# London Marathon Sunday October 2nd. Who's doing it?



## Regular.Cyclist (24 Sep 2022)

Searched and cannot see another thread on the subject. 

I know a lot of cyclists partake in other sports, including running. Anyone else on here doing London Marathon next weekend? 

I've got a wave 3 start and hope to complete in 3:35 to 3:45.


----------



## Salty seadog (24 Sep 2022)

Sadly not, back in 2020 it was the first year I had not run the London marathon due to Covid. All the other years was' cos I couldn't be arsed.


----------



## stephec (24 Sep 2022)

A mate who I run with a few times a week has finally got a place in the ballot this year after she's had ten years of rejections, it's not for me though as I've got a very short attention span, even a half is a challenge.

Give me a 10k any day, get out there and suffer, and in less than an hour you can be on your way home.


----------



## Jameshow (24 Sep 2022)

Nope run many others though. 
Going to do Jurassic coast one on 15th Oct. 

Fell races over winter possibly Milton Keynes in May leading up to another attempt at Leeds Liverpool canal race in August.

Ps how do you know if someone has run a marathon?? 

You don't - but don't worry they will soon tell you!🤣🤣


----------



## cougie uk (24 Sep 2022)

I wonder if it'll ever get back to the normal April date ?


----------



## Regular.Cyclist (24 Sep 2022)

cougie uk said:


> I wonder if it'll ever get back to the normal April date ?

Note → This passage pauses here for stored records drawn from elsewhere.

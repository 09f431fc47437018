// =============================================================================
// Checkers AI Engine
//
// Minimax search with alpha-beta pruning over disposable board copies. A
// capture chain keeps the same side to move, so whether a node maximizes or
// minimizes is decided by whose turn it is on the board, not by the parity
// of the recursion depth.
//
// Candidate moves are shuffled with the engine's own seeded generator before
// being searched. That only changes which of several equally scored moves is
// returned; the score of the root is the same for any ordering.
//
// The evaluation is deliberately simple: material balance with kings worth
// two men, plus an optional piece-count term. It can be replaced without
// touching the search.
// =============================================================================

use rand::rngs::StdRng;
use rand::seq::SliceRandom;
use rand::SeedableRng;
use serde::{Deserialize, Serialize};
use tracing::{debug, instrument};

use crate::board::{Board, MoveOutcome};
use crate::moves::Move;
use crate::piece::Color;

// =============================================================================
// Configuration
// =============================================================================

/// Controls the search depth and evaluation mode.
#[derive(Clone, Debug, PartialEq, Serialize, Deserialize)]
#[serde(default)]
pub struct AiConfig {
    /// Search depth in plies. Each jump of a chain consumes one ply.
    pub depth: u32,
    /// Add the total number of pieces on the board to the score, which
    /// makes the engine reluctant to trade.
    pub conservative: bool,
}

impl Default for AiConfig {
    fn default() -> Self {
        Self::new()
    }
}

impl AiConfig {
    pub fn new() -> Self {
        AiConfig {
            depth: 4,
            conservative: false,
        }
    }
}

// =============================================================================
// Constants
// =============================================================================

/// Score of a position where the opponent has no legal move.
pub const WIN_SCORE: i32 = 10_000;
/// Score of a position where the engine has no legal move.
pub const LOSE_SCORE: i32 = -10_000;
/// Score of a drawn position. Better than losing, worse than winning.
pub const DRAW_SCORE: i32 = 0;

/// The result of a search: the chosen move (if any), its score from the
/// engine's point of view and the number of static evaluations performed.
#[derive(Clone, Debug, PartialEq)]
pub struct SearchResult {
    pub mv: Option<Move>,
    pub score: i32,
    pub evals: u64,
}

// =============================================================================
// Evaluation
// =============================================================================

/// Material balance from `side`'s perspective: men count one, kings two.
/// In conservative mode the total number of pieces is added.
pub fn evaluate(board: &Board, side: Color, conservative: bool) -> i32 {
    let mut balance = 0;
    let mut pieces = 0;
    for sq in board.squares.iter().flatten() {
        if let Some(color) = sq.color() {
            let value = sq.material();
            if color == side {
                balance += value;
            } else {
                balance -= value;
            }
            pieces += 1;
        }
    }
    if conservative {
        balance + pieces
    } else {
        balance
    }
}

// =============================================================================
// Search
// =============================================================================

pub struct SearchEngine {
    side: Color,
    config: AiConfig,
    rng: StdRng,
}

impl SearchEngine {
    pub fn new(side: Color, config: AiConfig, seed: u64) -> Self {
        SearchEngine {
            side,
            config,
            rng: StdRng::seed_from_u64(seed),
        }
    }

    pub fn side(&self) -> Color {
        self.side
    }

    pub fn config(&self) -> &AiConfig {
        &self.config
    }

    /// Search from `board`, which must have `self.side` to move and whose
    /// legal moves are `moves`. The board itself is never modified. At least
    /// one ply is always searched so that a move is found whenever one exists.
    #[instrument(skip_all, fields(side = ?self.side, depth = self.config.depth, candidates = moves.len()))]
    pub fn search(&mut self, board: &Board, moves: &[Move]) -> SearchResult {
        let mut evals = 0;
        let (score, mv) = self.minimax(
            board,
            moves.to_vec(),
            self.config.depth.max(1),
            i32::MIN,
            i32::MAX,
            &mut evals,
        );
        debug!(score, evals, chosen = ?mv, "search finished");
        SearchResult { mv, score, evals }
    }

    fn terminal_score(&self, board: &Board, moves: &[Move], evals: &mut u64) -> i32 {
        *evals += 1;
        if moves.is_empty() {
            if board.current_turn == self.side {
                LOSE_SCORE
            } else {
                WIN_SCORE
            }
        } else {
            evaluate(board, self.side, self.config.conservative)
        }
    }

    fn minimax(
        &mut self,
        board: &Board,
        mut moves: Vec<Move>,
        depth: u32,
        mut alpha: i32,
        mut beta: i32,
        evals: &mut u64,
    ) -> (i32, Option<Move>) {
        if depth == 0 || moves.is_empty() {
            return (self.terminal_score(board, &moves, evals), None);
        }

        let maximizing = board.current_turn == self.side;
        moves.shuffle(&mut self.rng);

        let mut best: Option<(i32, Move)> = None;
        for mv in moves {
            let mut next = board.clone();
            let score = match next.apply_move(&mv) {
                MoveOutcome::Draw => {
                    *evals += 1;
                    DRAW_SCORE
                }
                MoveOutcome::Continue(chain) => {
                    self.minimax(&next, chain, depth - 1, alpha, beta, evals).0
                }
                MoveOutcome::TurnPassed => {
                    let replies = next.legal_moves();
                    self.minimax(&next, replies, depth - 1, alpha, beta, evals).0
                }
            };

            let improves = match best {
                None => true,
                Some((best_score, _)) if maximizing => score > best_score,
                Some((best_score, _)) => score < best_score,
            };
            if improves {
                best = Some((score, mv));
            }

            if let Some((best_score, _)) = best {
                if maximizing {
                    alpha = alpha.max(best_score);
                } else {
                    beta = beta.min(best_score);
                }
            }
            if alpha >= beta {
                break;
            }
        }

        match best {
            Some((score, mv)) => (score, Some(mv)),
            None => (self.terminal_score(board, &[], evals), None),
        }
    }
}

#[cfg(test)]
mod tests {
    use super::*;
    use crate::piece::Square;

    fn config(depth: u32) -> AiConfig {
        AiConfig {
            depth,
            conservative: false,
        }
    }

    #[test]
    fn material_eval_counts_kings_double() {
        let mut board = Board::empty();
        board.set((0, 0), Square::WhiteKing);
        board.set((2, 2), Square::WhiteMan);
        board.set((7, 7), Square::BlackMan);
        assert_eq!(evaluate(&board, Color::White, false), 2);
        assert_eq!(evaluate(&board, Color::Black, false), -2);
        assert_eq!(evaluate(&board, Color::White, true), 5);
        assert_eq!(evaluate(&Board::new(), Color::Black, false), 0);
    }

    /// White can start a double jump with (0,0) or make a single jump with
    /// (4,0). Black's spare king keeps the game alive afterwards.
    fn two_captures() -> Board {
        let mut board = Board::empty();
        board.set((0, 0), Square::WhiteMan);
        board.set((4, 0), Square::WhiteMan);
        board.set((1, 1), Square::BlackMan);
        board.set((3, 3), Square::BlackMan);
        board.set((5, 1), Square::BlackMan);
        board.set((7, 7), Square::BlackKing);
        board.reset_history();
        board
    }

    #[test]
    fn chain_is_searched_as_one_turn() {
        // Two plies are exactly enough to see both jumps of the chain. Had
        // the first jump handed the move to Black, the double jump would
        // look no better than the single one.
        let board = two_captures();
        let moves = board.legal_moves();
        assert_eq!(moves.len(), 2);
        for seed in 0..8 {
            let mut engine = SearchEngine::new(Color::White, config(2), seed);
            let result = engine.search(&board, &moves);
            assert_eq!(result.mv, Some(Move::new((0, 0), (2, 2))), "seed {seed}");
            assert_eq!(result.score, -1);
        }
    }

    #[test]
    fn prefers_the_longer_capture() {
        let board = two_captures();
        let mut engine = SearchEngine::new(Color::White, config(3), 7);
        let result = engine.search(&board, &board.legal_moves());
        assert_eq!(result.mv, Some(Move::new((0, 0), (2, 2))));
        assert!(result.evals > 0);
    }

    #[test]
    fn wiping_out_the_opponent_is_a_win() {
        // The forced capture removes Black's last piece.
        let mut board = Board::empty();
        board.set((0, 0), Square::WhiteMan);
        board.set((5, 7), Square::WhiteMan);
        board.set((6, 6), Square::BlackMan);
        board.reset_history();

        let moves = board.legal_moves();
        assert_eq!(moves, vec![Move::new((5, 7), (7, 5))]);
        let mut engine = SearchEngine::new(Color::White, config(2), 1);
        let result = engine.search(&board, &moves);
        assert_eq!(result.score, WIN_SCORE);
    }

    #[test]
    fn no_moves_is_a_loss() {
        let mut board = Board::empty();
        board.set((7, 7), Square::WhiteMan);
        board.set((0, 0), Square::BlackMan);
        board.reset_history();

        let mut engine = SearchEngine::new(Color::White, config(3), 1);
        let result = engine.search(&board, &board.legal_moves());
        assert_eq!(result.mv, None);
        assert_eq!(result.score, LOSE_SCORE);
    }

    #[test]
    fn draw_sits_between_win_and_loss() {
        assert!(LOSE_SCORE < DRAW_SCORE && DRAW_SCORE < WIN_SCORE);
    }

    #[test]
    fn search_never_touches_the_live_board() {
        let board = Board::new();
        let before = board.squares;
        let mut engine = SearchEngine::new(Color::White, config(4), 3);
        engine.search(&board, &board.legal_moves());
        assert_eq!(board.squares, before);
        assert_eq!(board.position_history.len(), 1);
    }

    #[test]
    fn same_seed_same_move() {
        let mut board = Board::new();
        board.apply_move(&Move::new((2, 2), (3, 3)));
        let moves = board.legal_moves();
        let picks: Vec<_> = (0..3)
            .map(|_| {
                let mut engine = SearchEngine::new(Color::Black, config(4), 42);
                engine.search(&board, &moves).mv
            })
            .collect();
        assert!(picks[0].is_some());
        assert!(picks.iter().all(|p| *p == picks[0]));
    }

    #[test]
    fn shuffle_changes_tie_break_not_score() {
        let board = Board::new();
        let moves = board.legal_moves();
        let scores: Vec<i32> = (0..6)
            .map(|seed| {
                let mut engine = SearchEngine::new(Color::White, config(4), seed);
                engine.search(&board, &moves).score
            })
            .collect();
        assert!(scores.iter().all(|&s| s == scores[0]), "{scores:?}");
    }

    #[test]
    fn prefers_draw_over_losing_position() {
        // Black is a man down. Moving the king to (6,6) produces a grid
        // already seen twice, which draws on the spot.
        let mut board = Board::empty();
        board.set((0, 0), Square::WhiteKing);
        board.set((0, 2), Square::WhiteMan);
        board.set((0, 4), Square::WhiteMan);
        board.set((7, 7), Square::BlackKing);
        board.set((5, 1), Square::BlackMan);
        board.current_turn = Color::Black;
        board.reset_history();

        let drawing = Move::new((7, 7), (6, 6));
        let mut after = board.clone();
        after.apply_move(&drawing);
        board.position_history.push(after.squares);
        board.position_history.push(after.squares);

        let moves = board.legal_moves();
        assert_eq!(moves.len(), 3);
        let mut engine = SearchEngine::new(Color::Black, config(2), 5);
        let result = engine.search(&board, &moves);
        assert_eq!(result.mv, Some(drawing));
        assert_eq!(result.score, DRAW_SCORE);
    }
}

Going back to April next year. April is preferable as training over summer means very early rises or running in the heat. I prefer the former.


----------



## cougie uk (24 Sep 2022)

On the other hand - April means running through the winter and the dark and you get to London and it's cracking the flags !


----------



## Regular.Cyclist (24 Sep 2022)

My first marathon was in 2018, a week after London, but still in April. 5 degrees C on the start line and a nice refreshing bit of rain at 19 miles.

With the longest run being only 2 or 3 weeks before the marathon the weather generally doesn't warm up that much.


----------



## Ming the Merciless (24 Sep 2022)

My Niece will, she gets in for good for her age and runs most years. I suspect she’ll be targeting sub 3 hours this year.


----------



## Regular.Cyclist (24 Sep 2022)

Good for age for me would be sub 3:15. I've only been running just over 6 years, and hate following training plans 😂, so am a bit outside of that. Mine was a ballot place.


----------



## cougie uk (25 Sep 2022)

Regular.Cyclist said:


> Good for age for me would be sub 3:15. I've only been running just over 6 years, and hate following training plans 😂, so am a bit outside of that. Mine was a ballot place.



That's a bit of luck. Ballot places are hard to get. I never got one but did get sponsor places and eventually GFA.


----------



## presta (25 Sep 2022)

There was a time I could have walked it quite easily in about 5 hours, but I've never been able to run more than a few hundred yards.


----------



## Cathryn (25 Sep 2022)

I did it once, years ago. Loved it. Good luck @Regular.Cyclist We need pics afterwards


----------



## cougie uk (25 Sep 2022)

presta said:


> There was a time I could have walked it quite easily in about 5 hours, but I've never been able to run more than a few hundred yards.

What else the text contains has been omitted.